::: Exercise data :::

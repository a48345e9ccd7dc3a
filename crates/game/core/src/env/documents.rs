//! Content-addressed document storage.
//!
//! Rule sets and participant biographies are stored as text and referenced
//! by the SHA-256 of their content, so the same text always maps to the same
//! [`DocumentId`].

use std::fmt;
use std::str::FromStr;

use crate::error::{ErrorSeverity, GameError};
use crate::hash::content_hash;

/// Lowercase hex SHA-256 of a document's text.
///
/// Parsing and deserializing accept exactly 64 lowercase hex characters, so
/// an identifier is always safe to use as a file name.
#[derive(Clone, Debug, PartialEq, Eq, PartialOrd, Ord, Hash)]
#[cfg_attr(feature = "serde", derive(serde::Serialize, serde::Deserialize))]
#[cfg_attr(feature = "serde", serde(try_from = "String", into = "String"))]
pub struct DocumentId(String);

impl DocumentId {
    const HEX_LEN: usize = 64;

    /// Computes the identifier for the given text.
    pub fn for_text(text: &str) -> Self {
        Self(content_hash(text))
    }

    pub fn as_str(&self) -> &str {
        &self.0
    }

    fn is_valid(raw: &str) -> bool {
        raw.len() == Self::HEX_LEN && raw.bytes().all(|b| matches!(b, b'0'..=b'9' | b'a'..=b'f'))
    }
}

impl FromStr for DocumentId {
    type Err = DocumentError;

    fn from_str(s: &str) -> Result<Self, Self::Err> {
        Self::try_from(s.to_owned())
    }
}

impl TryFrom<String> for DocumentId {
    type Error = DocumentError;

    fn try_from(raw: String) -> Result<Self, Self::Error> {
        if Self::is_valid(&raw) {
            Ok(Self(raw))
        } else {
            Err(DocumentError::InvalidId(raw))
        }
    }
}

impl From<DocumentId> for String {
    fn from(id: DocumentId) -> Self {
        id.0
    }
}

impl fmt::Display for DocumentId {
    fn fmt(&self, f: &mut fmt::Formatter<'_>) -> fmt::Result {
        f.write_str(&self.0)
    }
}

/// Errors surfaced by a [`DocumentStore`].
#[derive(Clone, Debug, PartialEq, Eq, thiserror::Error)]
pub enum DocumentError {
    #[error("document {0} not found")]
    NotFound(DocumentId),

    #[error("document storage failed: {0}")]
    Storage(String),

    #[error("'{0}' is not a document identifier")]
    InvalidId(String),
}

impl GameError for DocumentError {
    fn severity(&self) -> ErrorSeverity {
        match self {
            Self::NotFound(_) | Self::InvalidId(_) => ErrorSeverity::Validation,
            Self::Storage(_) => ErrorSeverity::Fatal,
        }
    }

    fn error_code(&self) -> &'static str {
        match self {
            Self::NotFound(_) => "DOCUMENT_NOT_FOUND",
            Self::Storage(_) => "DOCUMENT_STORAGE",
            Self::InvalidId(_) => "DOCUMENT_INVALID_ID",
        }
    }
}

/// Read/write access to rule and biography documents.
pub trait DocumentStore {
    /// Stores `text` and returns its content identifier.
    ///
    /// Storing identical text twice yields the same identifier.
    fn put(&mut self, text: &str) -> Result<DocumentId, DocumentError>;

    fn get(&self, id: &DocumentId) -> Result<String, DocumentError>;

    fn contains(&self, id: &DocumentId) -> bool {
        self.get(id).is_ok()
    }
}
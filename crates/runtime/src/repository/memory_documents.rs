//! In-memory DocumentStore implementation for tests and local runs.

use std::collections::HashMap;

use wargame_core::{DocumentError, DocumentId, DocumentStore};

/// In-memory implementation of DocumentStore.
#[derive(Debug, Default, Clone)]
pub struct InMemoryDocumentStore {
    documents: HashMap<DocumentId, String>,
}

impl InMemoryDocumentStore {
    pub fn new() -> Self {
        Self::default()
    }

    pub fn len(&self) -> usize {
        self.documents.len()
    }

    pub fn is_empty(&self) -> bool {
        self.documents.is_empty()
    }
}

impl DocumentStore for InMemoryDocumentStore {
    fn put(&mut self, text: &str) -> Result<DocumentId, DocumentError> {
        let id = DocumentId::for_text(text);
        self.documents
            .entry(id.clone())
            .or_insert_with(|| text.to_owned());
        Ok(id)
    }

    fn get(&self, id: &DocumentId) -> Result<String, DocumentError> {
        self.documents
            .get(id)
            .cloned()
            .ok_or_else(|| DocumentError::NotFound(id.clone()))
    }

    fn contains(&self, id: &DocumentId) -> bool {
        self.documents.contains_key(id)
    }
}
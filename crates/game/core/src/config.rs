/// Game configuration constants and tunable parameters.
#[derive(Clone, Debug, PartialEq, Eq)]
#[cfg_attr(feature = "serde", derive(serde::Serialize, serde::Deserialize))]
#[cfg_attr(feature = "serde", serde(default))]
pub struct GameConfig {
    /// Attempts the umpire grants each turn before giving up on legality.
    pub max_attempts: u32,
    /// Attempts an AI participant gets to produce an in-character action.
    pub agent_attempts: u32,
    /// Lowest face on every die the umpire rolls. Never below 1.
    pub lowest_face: u32,
    /// Base seed for dice rolls and card draws.
    pub seed: u64,
}

impl GameConfig {
    /// Sentinel turn target meaning the umpire acts itself.
    pub const UMPIRE: &'static str = "Umpire";

    // ===== runtime-tunable defaults =====
    pub const DEFAULT_MAX_ATTEMPTS: u32 = 5;
    pub const DEFAULT_AGENT_ATTEMPTS: u32 = 5;
    pub const DEFAULT_LOWEST_FACE: u32 = 1;
    pub const DEFAULT_SEED: u64 = 0x5eed_0f_3a7e;

    pub fn new() -> Self {
        Self {
            max_attempts: Self::DEFAULT_MAX_ATTEMPTS,
            agent_attempts: Self::DEFAULT_AGENT_ATTEMPTS,
            lowest_face: Self::DEFAULT_LOWEST_FACE,
            seed: Self::DEFAULT_SEED,
        }
    }

    pub fn with_seed(mut self, seed: u64) -> Self {
        self.seed = seed;
        self
    }

    pub fn with_max_attempts(mut self, max_attempts: u32) -> Self {
        self.max_attempts = max_attempts.max(1);
        self
    }

    pub fn with_agent_attempts(mut self, agent_attempts: u32) -> Self {
        self.agent_attempts = agent_attempts.max(1);
        self
    }

    pub fn with_lowest_face(mut self, lowest_face: u32) -> Self {
        self.lowest_face = lowest_face.max(1);
        self
    }
}

impl Default for GameConfig {
    fn default() -> Self {
        Self::new()
    }
}

#[cfg(test)]
mod tests {
    use super::*;

    #[test]
    fn builders_clamp_to_one() {
        let config = GameConfig::new()
            .with_max_attempts(0)
            .with_agent_attempts(0)
            .with_lowest_face(0);
        assert_eq!(config.max_attempts, 1);
        assert_eq!(config.agent_attempts, 1);
        assert_eq!(config.lowest_face, 1);
        assert_eq!(GameConfig::new().with_lowest_face(3).lowest_face, 3);
    }
}
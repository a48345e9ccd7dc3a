//! Bridge for sourcing actions from human participants.
//!
//! Runtime users plug in [`HumanInput`] implementations so human-controlled
//! participants can be played from a terminal, a scripted fixture, or any
//! other front end. AI participants never go through this bridge.
use std::collections::VecDeque;
use std::io::{self, BufRead, Write};
use std::sync::{Arc, Mutex, PoisonError};

use wargame_core::{ActionResponse, Participant};

/// Trait for asking a human participant for their reply to a turn.
///
/// Different implementations can handle:
/// - Terminal input (stdin/stdout)
/// - Scripted/replayed answers
/// - Testing fixtures
pub trait HumanInput: Send {
    /// Shows `message` to the human behind `participant` and returns their
    /// raw reply (one line, without the trailing newline).
    fn prompt(&mut self, participant: &Participant, message: &str) -> io::Result<String>;
}

/// Interprets a human reply.
///
/// A JSON object in the [`wargame_core::ActionShape`] format is parsed as-is;
/// anything else becomes the `action` text with no rationale or targets.
pub fn parse_human_reply(reply: &str) -> ActionResponse {
    let reply = reply.trim();
    serde_json::from_str(reply).unwrap_or_else(|_| ActionResponse::new(reply))
}

/// Reads replies from standard input.
#[derive(Debug, Default)]
pub struct StdinInput;

impl HumanInput for StdinInput {
    fn prompt(&mut self, participant: &Participant, message: &str) -> io::Result<String> {
        let mut stdout = io::stdout().lock();
        writeln!(stdout, "[{}] {}", participant.label(), message)?;
        write!(stdout, "> ")?;
        stdout.flush()?;

        let mut line = String::new();
        if io::stdin().lock().read_line(&mut line)? == 0 {
            return Err(io::Error::new(
                io::ErrorKind::UnexpectedEof,
                "standard input closed",
            ));
        }
        Ok(line.trim_end_matches(['\r', '\n']).to_owned())
    }
}

/// Answers prompts from a fixed queue, recording every prompt it was shown.
///
/// Clones share the queue and the record, so a clone kept outside the umpire
/// can inspect what the installed copy was asked.
#[derive(Debug, Default, Clone)]
pub struct ScriptedInput {
    state: Arc<Mutex<ScriptedInputState>>,
}

#[derive(Debug, Default)]
struct ScriptedInputState {
    replies: VecDeque<String>,
    prompts: Vec<String>,
}

impl ScriptedInput {
    pub fn new<I, S>(replies: I) -> Self
    where
        I: IntoIterator<Item = S>,
        S: Into<String>,
    {
        let state = ScriptedInputState {
            replies: replies.into_iter().map(Into::into).collect(),
            prompts: Vec::new(),
        };
        Self {
            state: Arc::new(Mutex::new(state)),
        }
    }

    /// Prompts shown so far, in order.
    pub fn prompts(&self) -> Vec<String> {
        self.state
            .lock()
            .unwrap_or_else(PoisonError::into_inner)
            .prompts
            .clone()
    }
}

impl HumanInput for ScriptedInput {
    fn prompt(&mut self, _participant: &Participant, message: &str) -> io::Result<String> {
        let mut state = self.state.lock().unwrap_or_else(PoisonError::into_inner);
        state.prompts.push(message.to_owned());
        state.replies.pop_front().ok_or_else(|| {
            io::Error::new(io::ErrorKind::UnexpectedEof, "scripted input exhausted")
        })
    }
}
//! Deterministic oracles driven by a pre-written script.
//!
//! [`ScriptedOracles`] implements every oracle trait from queues of canned
//! answers. It backs offline runs of the client and the runtime's tests.
//! Queues are consumed front to back; once a verdict queue is empty the
//! answer is `true`, once the action queue is empty `default_action` is
//! returned (or an error when there is none).

use std::collections::{BTreeMap, VecDeque};
use std::sync::{Mutex, MutexGuard, PoisonError};

use wargame_core::{
    ActionOracle, ActionResponse, ActionShape, BioOracle, LegalityOracle, MechanicKind,
    NecessityOracle, NecessityVerdict, OracleError, ProfileOracle, ReportOracle, WinVerdict,
};

/// Canned oracle answers.
#[derive(Debug, Clone, Default, PartialEq, Eq)]
#[cfg_attr(feature = "serde", derive(serde::Serialize, serde::Deserialize))]
#[cfg_attr(feature = "serde", serde(default))]
pub struct OracleScript {
    /// Answers to action requests, in order.
    pub actions: Vec<ActionResponse>,
    /// Answer once `actions` runs out.
    pub default_action: Option<ActionResponse>,
    /// Legality verdicts, in order.
    pub legality: Vec<bool>,
    /// In-character verdicts, in order.
    pub in_character: Vec<bool>,
    /// Dice spec returned whenever dice necessity is queried.
    pub dice: Option<String>,
    /// Card count returned whenever card necessity is queried.
    pub cards: Option<usize>,
    /// Profile answers keyed by the exact question text.
    pub profile_answers: BTreeMap<String, String>,
    pub summary: Option<String>,
    pub winner: Option<WinVerdict>,
}

impl OracleScript {
    pub fn new() -> Self {
        Self::default()
    }

    pub fn action(mut self, action: ActionResponse) -> Self {
        self.actions.push(action);
        self
    }

    pub fn default_action(mut self, action: ActionResponse) -> Self {
        self.default_action = Some(action);
        self
    }

    pub fn legality(mut self, verdicts: impl IntoIterator<Item = bool>) -> Self {
        self.legality.extend(verdicts);
        self
    }

    pub fn in_character(mut self, verdicts: impl IntoIterator<Item = bool>) -> Self {
        self.in_character.extend(verdicts);
        self
    }

    pub fn dice(mut self, spec: impl Into<String>) -> Self {
        self.dice = Some(spec.into());
        self
    }

    pub fn cards(mut self, count: usize) -> Self {
        self.cards = Some(count);
        self
    }

    pub fn profile_answer(mut self, question: impl Into<String>, answer: impl Into<String>) -> Self {
        self.profile_answers.insert(question.into(), answer.into());
        self
    }

    pub fn summary(mut self, summary: impl Into<String>) -> Self {
        self.summary = Some(summary.into());
        self
    }

    pub fn winner(mut self, winner: WinVerdict) -> Self {
        self.winner = Some(winner);
        self
    }
}

/// Snapshot of how often each oracle was consulted, plus what it was asked.
#[derive(Debug, Clone, Default, PartialEq, Eq)]
pub struct OracleCalls {
    /// Prompts passed to the action oracle, in call order.
    pub action_prompts: Vec<String>,
    pub legality: usize,
    pub in_character: usize,
    pub necessity: Vec<MechanicKind>,
    pub profile: usize,
    pub summary: usize,
    pub winner: usize,
}

impl OracleCalls {
    pub fn actions(&self) -> usize {
        self.action_prompts.len()
    }
}

#[derive(Debug, Default)]
struct ScriptState {
    actions: VecDeque<ActionResponse>,
    legality: VecDeque<bool>,
    in_character: VecDeque<bool>,
    calls: OracleCalls,
}

/// Oracle bundle answering from an [`OracleScript`].
#[derive(Debug)]
pub struct ScriptedOracles {
    script: OracleScript,
    state: Mutex<ScriptState>,
}

impl ScriptedOracles {
    pub fn new(script: OracleScript) -> Self {
        let state = ScriptState {
            actions: script.actions.iter().cloned().collect(),
            legality: script.legality.iter().copied().collect(),
            in_character: script.in_character.iter().copied().collect(),
            calls: OracleCalls::default(),
        };
        Self {
            script,
            state: Mutex::new(state),
        }
    }

    pub fn script(&self) -> &OracleScript {
        &self.script
    }

    /// Returns a copy of the call counters.
    pub fn calls(&self) -> OracleCalls {
        self.lock().calls.clone()
    }

    fn lock(&self) -> MutexGuard<'_, ScriptState> {
        self.state.lock().unwrap_or_else(PoisonError::into_inner)
    }
}

impl Default for ScriptedOracles {
    fn default() -> Self {
        Self::new(OracleScript::default())
    }
}

impl ActionOracle for ScriptedOracles {
    fn produce(&self, context: &str, _shape: ActionShape) -> Result<ActionResponse, OracleError> {
        let mut state = self.lock();
        state.calls.action_prompts.push(context.to_owned());
        state
            .actions
            .pop_front()
            .or_else(|| self.script.default_action.clone())
            .ok_or_else(|| OracleError::unavailable("action", "script has no actions left"))
    }
}

impl LegalityOracle for ScriptedOracles {
    fn check(&self, _action: &ActionResponse, _game_status: &str) -> Result<bool, OracleError> {
        let mut state = self.lock();
        state.calls.legality += 1;
        Ok(state.legality.pop_front().unwrap_or(true))
    }
}

impl BioOracle for ScriptedOracles {
    fn in_character(
        &self,
        _action: &ActionResponse,
        _participant_bio: &str,
    ) -> Result<bool, OracleError> {
        let mut state = self.lock();
        state.calls.in_character += 1;
        Ok(state.in_character.pop_front().unwrap_or(true))
    }
}

impl NecessityOracle for ScriptedOracles {
    fn check(
        &self,
        _turn_context: &str,
        asking_about: MechanicKind,
    ) -> Result<NecessityVerdict, OracleError> {
        self.lock().calls.necessity.push(asking_about);
        let verdict = match asking_about {
            MechanicKind::Dice => self
                .script
                .dice
                .as_deref()
                .map_or_else(NecessityVerdict::none, NecessityVerdict::dice),
            MechanicKind::Card => self
                .script
                .cards
                .map_or_else(NecessityVerdict::none, NecessityVerdict::cards),
        };
        Ok(verdict)
    }
}

impl ProfileOracle for ScriptedOracles {
    /// Unknown questions get an empty answer, which leaves the attribute unset.
    fn answer(&self, question: &str, _document: &str) -> Result<String, OracleError> {
        self.lock().calls.profile += 1;
        Ok(self
            .script
            .profile_answers
            .get(question)
            .cloned()
            .unwrap_or_default())
    }
}

impl ReportOracle for ScriptedOracles {
    fn summarize(&self, _context: &str) -> Result<String, OracleError> {
        self.lock().calls.summary += 1;
        Ok(self.script.summary.clone().unwrap_or_default())
    }

    fn deduce_winner(&self, _context: &str) -> Result<WinVerdict, OracleError> {
        self.lock().calls.winner += 1;
        Ok(self.script.winner.clone().unwrap_or_default())
    }
}

#[cfg(test)]
mod tests {
    use super::*;

    #[test]
    fn actions_are_served_in_order_then_default() {
        let oracles = ScriptedOracles::new(
            OracleScript::new()
                .action(ActionResponse::new("advance"))
                .default_action(ActionResponse::new("hold")),
        );

        let first = ActionOracle::produce(&oracles, "p1", ActionShape).unwrap();
        let second = ActionOracle::produce(&oracles, "p2", ActionShape).unwrap();
        assert_eq!(first.action, "advance");
        assert_eq!(second.action, "hold");
        assert_eq!(oracles.calls().action_prompts, vec!["p1", "p2"]);
    }

    #[test]
    fn exhausted_actions_without_default_is_an_error() {
        let oracles = ScriptedOracles::default();
        assert!(matches!(
            ActionOracle::produce(&oracles, "p", ActionShape),
            Err(OracleError::Unavailable { oracle: "action", .. })
        ));
    }

    #[test]
    fn verdict_queues_fall_back_to_true() {
        let oracles = ScriptedOracles::new(OracleScript::new().legality([false]).in_character([false]));
        let action = ActionResponse::new("x");

        assert!(!LegalityOracle::check(&oracles, &action, "{}").unwrap());
        assert!(LegalityOracle::check(&oracles, &action, "{}").unwrap());
        assert!(!oracles.in_character(&action, "bio").unwrap());
        assert!(oracles.in_character(&action, "bio").unwrap());

        let calls = oracles.calls();
        assert_eq!(calls.legality, 2);
        assert_eq!(calls.in_character, 2);
    }

    #[test]
    fn necessity_answers_per_mechanic() {
        let oracles = ScriptedOracles::new(OracleScript::new().dice("3d8"));

        let dice = NecessityOracle::check(&oracles, "turn", MechanicKind::Dice).unwrap();
        let cards = NecessityOracle::check(&oracles, "turn", MechanicKind::Card).unwrap();
        assert_eq!(dice, NecessityVerdict::dice("3d8"));
        assert_eq!(cards, NecessityVerdict::none());
        assert_eq!(
            oracles.calls().necessity,
            vec![MechanicKind::Dice, MechanicKind::Card]
        );
    }

    #[test]
    fn profile_answers_by_question() {
        let oracles =
            ScriptedOracles::new(OracleScript::new().profile_answer("Disposition?", "wary"));
        assert_eq!(oracles.answer("Disposition?", "doc").unwrap(), "wary");
        assert_eq!(oracles.answer("Other?", "doc").unwrap(), "");
    }
}
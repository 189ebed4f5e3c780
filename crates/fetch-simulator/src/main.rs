//! Fetch Strategy Simulator CLI
//!
//! Runs a cache/network strategy repeatedly against simulated sources and
//! reports every response it forwards.

use anyhow::Result;
use clap::Parser;
use fetch_domain::SealedResponse;
use fetch_simulator::{RunReport, Scenario, SimulatorConfig};
use fetch_strategies::Strategy;
use tokio::time::sleep;
use tracing::{info, Subscriber};
use tracing_subscriber::fmt::MakeWriter;
use tracing_subscriber::{layer::SubscriberExt, util::SubscriberInitExt, EnvFilter};

#[derive(Parser, Debug)]
#[command(name = "fetch-simulator")]
#[command(about = "Exercise cache/network strategies against simulated sources")]
struct Args {
    /// Strategy to run: CN, NC, CNC, CorN or NorC
    #[arg(short, long)]
    strategy: Option<Strategy>,

    /// Number of strategy invocations
    #[arg(short, long)]
    runs: Option<u32>,

    /// Cache latency in milliseconds
    #[arg(long)]
    cache_latency_ms: Option<u64>,

    /// Network latency in milliseconds
    #[arg(long)]
    network_latency_ms: Option<u64>,

    /// Probability that a cache read fails
    #[arg(long)]
    cache_failure_rate: Option<f64>,

    /// Probability that a network fetch fails
    #[arg(long)]
    network_failure_rate: Option<f64>,

    /// Probability that a cache write-back fails
    #[arg(long)]
    write_failure_rate: Option<f64>,

    /// Start with a populated cache
    #[arg(long)]
    seed_cache: bool,

    /// Print run reports as JSON lines
    #[arg(long)]
    json: bool,
}

impl Args {
    fn apply(&self, config: &mut SimulatorConfig) {
        if let Some(strategy) = self.strategy {
            config.strategy = strategy;
        }
        if let Some(runs) = self.runs {
            config.runs = runs;
        }
        if let Some(latency_ms) = self.cache_latency_ms {
            config.cache.latency_ms = latency_ms;
        }
        if let Some(latency_ms) = self.network_latency_ms {
            config.network.latency_ms = latency_ms;
        }
        if let Some(rate) = self.cache_failure_rate {
            config.cache.failure_rate = rate;
        }
        if let Some(rate) = self.network_failure_rate {
            config.network.failure_rate = rate;
        }
        if let Some(rate) = self.write_failure_rate {
            config.write_failure_rate = rate;
        }
        config.seed_cache |= self.seed_cache;
    }
}

#[tokio::main]
async fn main() -> Result<()> {
    // Load environment variables
    dotenvy::dotenv().ok();

    let args = Args::parse();
    let mut config = SimulatorConfig::from_env()?;
    args.apply(&mut config);
    config.validate()?;

    init_tracing(&config);

    info!(
        version = fetch_strategies::VERSION,
        strategy = %config.strategy,
        runs = config.runs,
        "Starting strategy simulation"
    );

    let scenario = Scenario::from_config(&config);

    for run in 1..=config.runs {
        let report = scenario.run().await?;

        if args.json {
            println!("{}", serde_json::to_string(&report)?);
        } else {
            log_report(run, config.runs, &report);
        }

        sleep(config.settle_delay()).await;
    }

    let cached = scenario.cache().snapshot().await;
    info!(
        network_revision = scenario.network().revision(),
        cached_revision = ?cached.map(|catalog| catalog.revision),
        "Simulation complete"
    );

    Ok(())
}

fn init_tracing(config: &SimulatorConfig) {
    subscriber(config, std::io::stderr).init();
}

/// Log subscriber writing to `writer`; stdout stays reserved for run reports.
fn subscriber<W>(config: &SimulatorConfig, writer: W) -> Box<dyn Subscriber + Send + Sync>
where
    W: for<'a> MakeWriter<'a> + Send + Sync + 'static,
{
    let filter = EnvFilter::try_from_default_env()
        .unwrap_or_else(|_| EnvFilter::new(config.log_level.as_str()));

    if config.log_json {
        Box::new(
            tracing_subscriber::registry()
                .with(filter)
                .with(tracing_subscriber::fmt::layer().json().with_writer(writer)),
        )
    } else {
        Box::new(
            tracing_subscriber::registry()
                .with(filter)
                .with(tracing_subscriber::fmt::layer().with_ansi(false).with_writer(writer)),
        )
    }
}

fn log_report(run: u32, total: u32, report: &RunReport) {
    info!(
        "Run {}/{} | {} | {} response(s)",
        run,
        total,
        report.strategy,
        report.responses.len()
    );

    for observed in &report.responses {
        match &observed.response {
            SealedResponse::Success(catalog) => info!(
                "  +{}ms OK revision {} ({} entries)",
                observed.elapsed_ms,
                catalog.revision,
                catalog.entries.len()
            ),
            SealedResponse::Error(error) => {
                info!("  +{}ms ERROR {}", observed.elapsed_ms, error);
            }
        }
    }
}

#[cfg(test)]
mod tests {
    use super::*;
    use std::io::Write;
    use std::sync::{Arc, Mutex};

    #[derive(Clone, Default)]
    struct Captured(Arc<Mutex<Vec<u8>>>);

    impl Write for Captured {
        fn write(&mut self, buf: &[u8]) -> std::io::Result<usize> {
            self.0.lock().unwrap().extend_from_slice(buf);
            Ok(buf.len())
        }

        fn flush(&mut self) -> std::io::Result<()> {
            Ok(())
        }
    }

    fn captured_logs(config: &SimulatorConfig) -> String {
        let captured = Captured::default();
        let writer = captured.clone();
        let subscriber = subscriber(config, move || writer.clone());

        tracing::subscriber::with_default(subscriber, || {
            info!(runs = 1, "Starting strategy simulation");
        });

        let bytes = captured.0.lock().unwrap().clone();
        String::from_utf8(bytes).unwrap()
    }

    #[test]
    fn test_logs_go_to_given_writer() {
        let logs = captured_logs(&SimulatorConfig::default());

        assert!(logs.contains("Starting strategy simulation"));
    }

    #[test]
    fn test_json_logs_go_to_given_writer() {
        let config = SimulatorConfig {
            log_json: true,
            ..SimulatorConfig::default()
        };
        let logs = captured_logs(&config);

        let line: serde_json::Value = serde_json::from_str(logs.trim()).unwrap();
        assert_eq!(line["fields"]["message"], "Starting strategy simulation");
    }
}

:::

What you are asked to do
Look through the listing above and copy each line with the word "collections" in it.

Finished task
use std::collections::HashMap;
use std::collections::VecDeque;
use std::collections::{BTreeMap, VecDeque};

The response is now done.